Maximum alternation rate in bi-stable perception occurs at equidominance: experiments and modeling
© Shpiro et al; licensee BioMed Central Ltd. 2007
Published: 6 July 2007
We present ambiguous stimuli, such as a pair of superimposed gratings exhibiting bi-stable depth ordering and binocular rivalry stimulus, to human subjects and measure the amount of time each of the two possible percepts dominates the other. Parameters of the stimuli are manipulated in order to strengthen gradually one of the percepts compared to the other, that is, to increase the fraction of time that this percept is dominant. For some choice of the parameters, the two percepts become equidominant: they dominate for the same fraction of time, or, equivalently, their mean dominance durations are the same. When the parameter which controls the strength of the percepts is varied from the equidominance value, its effect on the mean dominance duration for each percept is not the same.
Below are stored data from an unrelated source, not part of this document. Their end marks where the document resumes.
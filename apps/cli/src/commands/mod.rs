use anyhow::{Context, Result};
use clap::Args;
use sdk_configurator::application::{ConfigureRequest, ConfigureService};
use sdk_configurator::domain::{
    BuildConfigurationKind, MayaVersion, PlatformDetector, TargetPlatform,
};
use sdk_configurator::infrastructure::system::host::absolute_dir;
use std::path::{Path, PathBuf};

use crate::core::error::CliError;
use crate::utils::loader::resolve_settings;

pub mod configure;
pub mod locate;
pub mod post_build;
pub mod probe;
pub mod relocate;
pub mod schema;
pub mod versions;

pub use configure::ConfigureCommand;
pub use locate::LocateCommand;
pub use post_build::PostBuildCommand;
pub use probe::ProbeCommand;
pub use relocate::RelocateCommand;
pub use schema::SchemaCommand;
pub use versions::VersionsCommand;

/// Identifies one plug-in target.
#[derive(Args, Debug, Clone)]
pub struct TargetArgs {
    /// Maya SDK version (e.g. 2020)
    #[arg(long)]
    pub version: MayaVersion,

    /// Target platform; defaults to the host
    #[arg(long)]
    pub platform: Option<TargetPlatform>,

    /// Build configuration
    #[arg(long, default_value_t = BuildConfigurationKind::Development)]
    pub configuration: BuildConfigurationKind,

    /// Directory holding the plug-in build description; defaults to the current directory
    #[arg(long)]
    pub from: Option<PathBuf>,
}

impl TargetArgs {
    pub fn platform(&self) -> Result<TargetPlatform> {
        resolve_platform(self.platform)
    }

    pub fn request(&self) -> Result<ConfigureRequest> {
        let start = match &self.from {
            Some(dir) => dir.clone(),
            None => std::env::current_dir().context("Failed to read current directory")?,
        };

        Ok(ConfigureRequest {
            version: self.version.clone(),
            platform: self.platform()?,
            configuration: self.configuration,
            start_dir: absolute_dir(&start)?,
        })
    }
}

pub fn resolve_platform(explicit: Option<TargetPlatform>) -> Result<TargetPlatform> {
    explicit
        .or_else(PlatformDetector::host_target)
        .ok_or_else(|| CliError::UnsupportedHost.into())
}

/// Configure service backed by the host, with settings resolved from the
/// current directory unless a path is given.
pub fn host_service(settings: Option<&Path>) -> Result<ConfigureService> {
    let cwd = std::env::current_dir().context("Failed to read current directory")?;
    let (path, settings) = resolve_settings(settings, &cwd)?;
    if let Some(path) = path {
        tracing::info!(settings = %path.display(), "Loaded settings");
    }
    Ok(ConfigureService::host(settings))
}
use anyhow::{Context, Result};
use clap::{Args, ValueEnum};
use sdk_configurator::domain::BuildConfiguration;
use std::path::Path;

use super::{host_service, TargetArgs};

#[derive(ValueEnum, Debug, Clone, Copy, PartialEq, Eq)]
pub enum OutputFormat {
    Json,
    Toml,
    Yaml,
}

#[derive(Args, Debug)]
pub struct ConfigureCommand {
    #[command(flatten)]
    pub target: TargetArgs,

    /// Output format
    #[arg(long, value_enum, default_value_t = OutputFormat::Json)]
    pub format: OutputFormat,
}

impl ConfigureCommand {
    pub fn execute(&self, settings: Option<&Path>) -> Result<()> {
        let service = host_service(settings)?;
        let config = service.configure(&self.target.request()?)?;
        println!("{}", render(&config, self.format)?);
        Ok(())
    }
}

pub fn render(config: &BuildConfiguration, format: OutputFormat) -> Result<String> {
    match format {
        OutputFormat::Json => {
            serde_json::to_string_pretty(config).context("Failed to serialize configuration as JSON")
        }
        OutputFormat::Toml => {
            toml::to_string_pretty(config).context("Failed to serialize configuration as TOML")
        }
        OutputFormat::Yaml => {
            serde_yaml::to_string(config).context("Failed to serialize configuration as YAML")
        }
    }
}
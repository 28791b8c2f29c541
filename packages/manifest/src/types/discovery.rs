use schemars::JsonSchema;
use serde::{Deserialize, Serialize};

/// How the SDK install location is found.
#[derive(Debug, Clone, Serialize, Deserialize, PartialEq, JsonSchema)]
#[serde(deny_unknown_fields)]
pub struct DiscoverySettings {
    /// Conventional install path prefix. The version identifier is appended
    /// verbatim (e.g. `C:\Program Files\Autodesk\Maya` + `2020`).
    #[serde(default = "default_install_prefix")]
    pub install_prefix: String,

    /// Environment variable naming an alternate SDK root on build machines.
    #[serde(default = "default_sdk_root_var")]
    pub sdk_root_var: String,

    /// Path segments joined between the alternate root and the version.
    #[serde(default = "default_fallback_segments")]
    pub fallback_segments: Vec<String>,

    /// Header directory beneath the install location.
    #[serde(default = "default_include_dir")]
    pub include_dir: String,

    /// Library directory beneath the install location.
    #[serde(default = "default_library_dir")]
    pub library_dir: String,
}

impl Default for DiscoverySettings {
    fn default() -> Self {
        Self {
            install_prefix: default_install_prefix(),
            sdk_root_var: default_sdk_root_var(),
            fallback_segments: default_fallback_segments(),
            include_dir: default_include_dir(),
            library_dir: default_library_dir(),
        }
    }
}

fn default_install_prefix() -> String {
    r"C:\Program Files\Autodesk\Maya".to_string()
}

fn default_sdk_root_var() -> String {
    "UE_SDKS_ROOT".to_string()
}

fn default_fallback_segments() -> Vec<String> {
    vec!["HostWin64".to_string(), "Win64".to_string(), "Maya".to_string()]
}

pub(crate) fn default_include_dir() -> String {
    "include".to_string()
}

pub(crate) fn default_library_dir() -> String {
    "lib".to_string()
}
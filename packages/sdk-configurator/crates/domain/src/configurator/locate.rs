use crate::entities::install::{InstallLocation, InstallSource};
use crate::entities::version::MayaVersion;
use crate::ports::probe::{EnvironmentReader, FileSystemProbe};
use sdk_manifest::DiscoverySettings;
use std::path::PathBuf;

/// Find where the SDK for `version` should be installed.
///
/// The conventional path wins whenever it exists. Otherwise a non-empty
/// SDK-root environment variable supplies a fallback. Existence of the
/// returned path is not guaranteed; callers probe it again.
pub fn resolve_install_location(
    version: &MayaVersion,
    settings: &DiscoverySettings,
    fs: &dyn FileSystemProbe,
    env: &dyn EnvironmentReader,
) -> InstallLocation {
    let conventional = PathBuf::from(format!("{}{}", settings.install_prefix, version));

    if fs.dir_exists(&conventional) {
        return InstallLocation {
            path: conventional,
            source: InstallSource::Conventional,
        };
    }

    match env.var(&settings.sdk_root_var) {
        Some(root) if !root.trim().is_empty() => {
            let path = settings
                .fallback_segments
                .iter()
                .fold(PathBuf::from(root.trim()), |path, segment| path.join(segment))
                .join(version.as_str());
            InstallLocation {
                path,
                source: InstallSource::EnvironmentFallback {
                    variable: settings.sdk_root_var.clone(),
                },
            }
        }
        _ => InstallLocation {
            path: conventional,
            source: InstallSource::Conventional,
        },
    }
}

#[cfg(test)]
mod tests {
    use super::*;
    use crate::configurator::fakes::{FakeEnv, FakeFs};

    fn settings() -> DiscoverySettings {
        DiscoverySettings {
            install_prefix: "/opt/autodesk/maya".to_string(),
            ..DiscoverySettings::default()
        }
    }

    fn v2020() -> MayaVersion {
        MayaVersion::parse("2020").unwrap()
    }

    #[test]
    fn test_conventional_path_wins_when_present() {
        let fs = FakeFs::with_dirs(&["/opt/autodesk/maya2020"]);
        let env = FakeEnv::with("UE_SDKS_ROOT", "/sdks");

        let location = resolve_install_location(&v2020(), &settings(), &fs, &env);
        assert_eq!(location.path, PathBuf::from("/opt/autodesk/maya2020"));
        assert_eq!(location.source, InstallSource::Conventional);
    }

    #[test]
    fn test_environment_fallback() {
        let fs = FakeFs::default();
        let env = FakeEnv::with("UE_SDKS_ROOT", "/sdks");

        let location = resolve_install_location(&v2020(), &settings(), &fs, &env);
        assert_eq!(
            location.path,
            PathBuf::from("/sdks/HostWin64/Win64/Maya/2020")
        );
        assert_eq!(
            location.source,
            InstallSource::EnvironmentFallback {
                variable: "UE_SDKS_ROOT".to_string()
            }
        );
    }

    #[test]
    fn test_empty_variable_is_ignored() {
        let fs = FakeFs::default();
        for env in [FakeEnv::default(), FakeEnv::with("UE_SDKS_ROOT", "  ")] {
            let location = resolve_install_location(&v2020(), &settings(), &fs, &env);
            assert_eq!(location.path, PathBuf::from("/opt/autodesk/maya2020"));
            assert_eq!(location.source, InstallSource::Conventional);
        }
    }

    #[test]
    fn test_fallback_does_not_require_existence() {
        // Neither path exists: the fallback is still returned, unverified.
        let fs = FakeFs::default();
        let env = FakeEnv::with("UE_SDKS_ROOT", "/missing");
        let location = resolve_install_location(&v2020(), &settings(), &fs, &env);
        assert!(!fs.dir_exists(&location.path));
        assert!(location.path.ends_with("Maya/2020"));
    }

    #[test]
    fn test_default_prefix_is_windows_program_files() {
        let fs = FakeFs::default();
        let env = FakeEnv::default();
        let location =
            resolve_install_location(&v2020(), &DiscoverySettings::default(), &fs, &env);
        assert_eq!(
            location.path,
            PathBuf::from(r"C:\Program Files\Autodesk\Maya2020")
        );
    }
}
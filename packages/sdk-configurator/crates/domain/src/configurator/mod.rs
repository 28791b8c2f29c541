//! The three configuration passes: locate the SDK, probe it, and work out
//! where the built plug-in has to go.

mod locate;
mod probe;
mod relocate;

pub use locate::resolve_install_location;
pub use probe::probe_and_configure;
pub use relocate::{compute_output_relocation, find_ancestor, normalize_lexically, output_name};

#[cfg(test)]
pub(crate) mod fakes {
    use crate::ports::probe::{EnvironmentReader, FileSystemProbe};
    use std::collections::{HashMap, HashSet};
    use std::path::{Path, PathBuf};

    #[derive(Default)]
    pub struct FakeFs {
        dirs: HashSet<PathBuf>,
    }

    impl FakeFs {
        pub fn with_dirs<P: AsRef<Path>>(dirs: &[P]) -> Self {
            Self {
                dirs: dirs.iter().map(|d| d.as_ref().to_path_buf()).collect(),
            }
        }
    }

    impl FileSystemProbe for FakeFs {
        fn dir_exists(&self, path: &Path) -> bool {
            self.dirs.contains(path)
        }
    }

    #[derive(Default)]
    pub struct FakeEnv {
        vars: HashMap<String, String>,
    }

    impl FakeEnv {
        pub fn with(name: &str, value: &str) -> Self {
            let mut vars = HashMap::new();
            vars.insert(name.to_string(), value.to_string());
            Self { vars }
        }
    }

    impl EnvironmentReader for FakeEnv {
        fn var(&self, name: &str) -> Option<String> {
            self.vars.get(name).cloned()
        }
    }
}
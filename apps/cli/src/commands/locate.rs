use anyhow::Result;
use clap::Args;
use sdk_configurator::domain::MayaVersion;
use std::path::Path;

use super::host_service;
use crate::ui::{self, Theme};

#[derive(Args, Debug)]
pub struct LocateCommand {
    /// Maya SDK version (e.g. 2020)
    #[arg(long)]
    pub version: MayaVersion,

    /// Print JSON instead of text
    #[arg(long)]
    pub json: bool,
}

impl LocateCommand {
    pub fn execute(&self, settings: Option<&Path>) -> Result<()> {
        let service = host_service(settings)?;
        let install = service.locate(&self.version);

        if self.json {
            println!("{}", serde_json::to_string_pretty(&install)?);
            return Ok(());
        }

        ui::heading(format!("Maya {}", self.version));
        ui::field("path", install.path.display());
        ui::field("found via", Theme::muted(&install.source));
        ui::flag("installed", service.is_installed(&install));
        Ok(())
    }
}
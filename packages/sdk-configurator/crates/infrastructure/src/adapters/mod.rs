pub mod native;
pub mod shell;
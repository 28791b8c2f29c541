use crate::entities::version::MayaVersion;
use crate::system::platform::{BuildConfigurationKind, TargetPlatform};
use serde::{Deserialize, Serialize};
use std::path::{Path, PathBuf};
use thiserror::Error;

#[derive(Error, Debug, Clone, PartialEq, Eq)]
pub enum RelocationError {
    #[error("Directory not found: no ancestor named '{name}' above {from}")]
    DirectoryNotFound { name: String, from: PathBuf },
    #[error("Cannot express {target} relative to {base}")]
    NoRelativePath { target: PathBuf, base: PathBuf },
}

/// Inputs of the output relocation computation.
#[derive(Debug, Clone, PartialEq, Eq)]
pub struct RelocationRequest {
    pub module_name: String,
    pub version: MayaVersion,
    pub platform: TargetPlatform,
    pub configuration: BuildConfigurationKind,
    /// Directory holding the build description; the ancestor walk starts here.
    pub start_dir: PathBuf,
    /// Folder under the default output directory receiving per-version folders.
    pub staging_sub_folder: String,
}

/// One file operation run after a successful link.
#[derive(Debug, Clone, PartialEq, Eq, Serialize, Deserialize)]
#[serde(tag = "op", rename_all = "snake_case")]
pub enum PostBuildStep {
    /// Copy every top-level file in `source_dir` whose stem is `base_name`.
    CopyMatching {
        source_dir: PathBuf,
        base_name: String,
        destination_dir: PathBuf,
    },
    /// Copy `from` to `to`, changing its name.
    CopyRename { from: PathBuf, to: PathBuf },
}

impl PostBuildStep {
    /// Literal command line for the shell of `platform`.
    pub fn command_line(&self, platform: TargetPlatform) -> String {
        if platform.uses_windows_shell() {
            match self {
                PostBuildStep::CopyMatching {
                    source_dir,
                    base_name,
                    destination_dir,
                } => format!(
                    "xcopy /Y /I \"{}\" \"{}\"",
                    windows_path(&source_dir.join(format!("{}.*", base_name))),
                    windows_path(destination_dir)
                ),
                PostBuildStep::CopyRename { from, to } => format!(
                    "copy /Y \"{}\" \"{}\"",
                    windows_path(from),
                    windows_path(to)
                ),
            }
        } else {
            match self {
                PostBuildStep::CopyMatching {
                    source_dir,
                    base_name,
                    destination_dir,
                } => {
                    let dest = sh_quote(&format!("{}/", destination_dir.display()));
                    let find = format!(
                        "find {} -maxdepth 1 -type f -name {}",
                        sh_quote(&source_dir.display().to_string()),
                        sh_quote(&format!("{}.*", glob_escape(base_name)))
                    );
                    // Directories such as `.dSYM` bundles are skipped; no regular file is a failure.
                    format!(
                        "mkdir -p {} && test -n \"$({} -print)\" && {} -exec cp -f {{}} {} \\;",
                        sh_quote(&destination_dir.display().to_string()),
                        find,
                        find,
                        dest
                    )
                }
                PostBuildStep::CopyRename { from, to } => format!(
                    "cp -f {} {}",
                    sh_quote(&from.display().to_string()),
                    sh_quote(&to.display().to_string())
                ),
            }
        }
    }
}

/// Single-quote `value` for `sh`.
fn sh_quote(value: &str) -> String {
    format!("'{}'", value.replace('\'', "'\\''"))
}

/// Escape `find -name` pattern characters so `value` matches literally.
fn glob_escape(value: &str) -> String {
    let mut escaped = String::with_capacity(value.len());
    for c in value.chars() {
        if matches!(c, '*' | '?' | '[' | '\\') {
            escaped.push('\\');
        }
        escaped.push(c);
    }
    escaped
}

fn windows_path(path: &Path) -> String {
    path.display().to_string().replace('/', "\\")
}

/// Where the linker puts the plug-in and where Maya expects to find it.
#[derive(Debug, Clone, PartialEq, Eq, Serialize, Deserialize)]
pub struct RelocationPlan {
    pub output_name: String,
    pub programs_dir: PathBuf,
    pub source_dir: PathBuf,
    pub engine_dir: PathBuf,
    pub engine_binaries_dir: PathBuf,
    pub default_output_dir: PathBuf,
    /// `default_output_dir` relative to `engine_binaries_dir`; becomes the
    /// target's binaries sub-folder.
    pub binaries_sub_folder: PathBuf,
    /// Directory the linker writes to.
    pub link_output_dir: PathBuf,
    /// Per-version folder the final plug-in lands in.
    pub staging_dir: PathBuf,
    pub primary_artifact: PathBuf,
    pub plugin_artifact: PathBuf,
    pub steps: Vec<PostBuildStep>,
}

impl RelocationPlan {
    pub fn command_lines(&self, platform: TargetPlatform) -> Vec<String> {
        self.steps.iter().map(|s| s.command_line(platform)).collect()
    }
}
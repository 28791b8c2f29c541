use anyhow::{Context, Result};
use sdk_manifest::{SdkSettings, SETTINGS_CANDIDATES};
use std::fs;
use std::path::{Path, PathBuf};

use crate::core::error::CliError;

/// Settings from an explicit path, else the first candidate file in
/// `start_dir`, else built-in defaults.
pub fn resolve_settings(explicit: Option<&Path>, start_dir: &Path) -> Result<(Option<PathBuf>, SdkSettings)> {
    if let Some(path) = explicit {
        return load_settings(path).map(|s| (Some(path.to_path_buf()), s));
    }

    for filename in SETTINGS_CANDIDATES {
        let path = start_dir.join(filename);
        if path.exists() {
            tracing::debug!(path = %path.display(), "Using settings file");
            return load_settings(&path).map(|s| (Some(path), s));
        }
    }

    Ok((None, SdkSettings::default()))
}

/// Loads settings from a specific path, detecting format by extension.
pub fn load_settings(path: &Path) -> Result<SdkSettings> {
    let content = fs::read_to_string(path)
        .with_context(|| format!("Failed to read settings file: {:?}", path))?;

    let ext = path.extension().and_then(|s| s.to_str()).unwrap_or("");

    SdkSettings::from_str_with_format(&content, ext)
        .map_err(|e| CliError::Config(format!("{}: {:#}", path.display(), e)).into())
}
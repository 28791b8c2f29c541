pub mod discovery;
pub mod linkage;
pub mod output;

pub use discovery::*;
pub use linkage::*;
pub use output::*;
For the percept which becomes stronger, the mean dominance duration increases greatly in comparison to its value at equidominance, while for the percept which becomes weaker, the mean dominance duration is only slightly reduced. This result implies that as a function of the parameter that controls percept strength, the alternation rate between the two interpretations reaches a maximum at the equidominance point. We show that these features naturally arise in a bi-stable energy-based attractor model  where parameter manipulations produce symmetrical deformations of the energy landscape. Based on this formalism, we construct a two-population rate-based model with divisively normalized inputs, which produces behavior qualitatively similar to the one observed experimentally. A general class of neuronal competition models which describe rivalry during ambiguous stimulus presentation [2, 3] exhibits the described behavior as well, as long as divisively normalized inputs are introduced. We calculate the entropy of a binary system in which probabilities are equal to the fraction of dominance of each state and show that it correlates with the alternation rate between the states in both experiments and models, suggesting that the alternation rate is a reflection of the uncertainty present in the system due to ambiguous stimulation.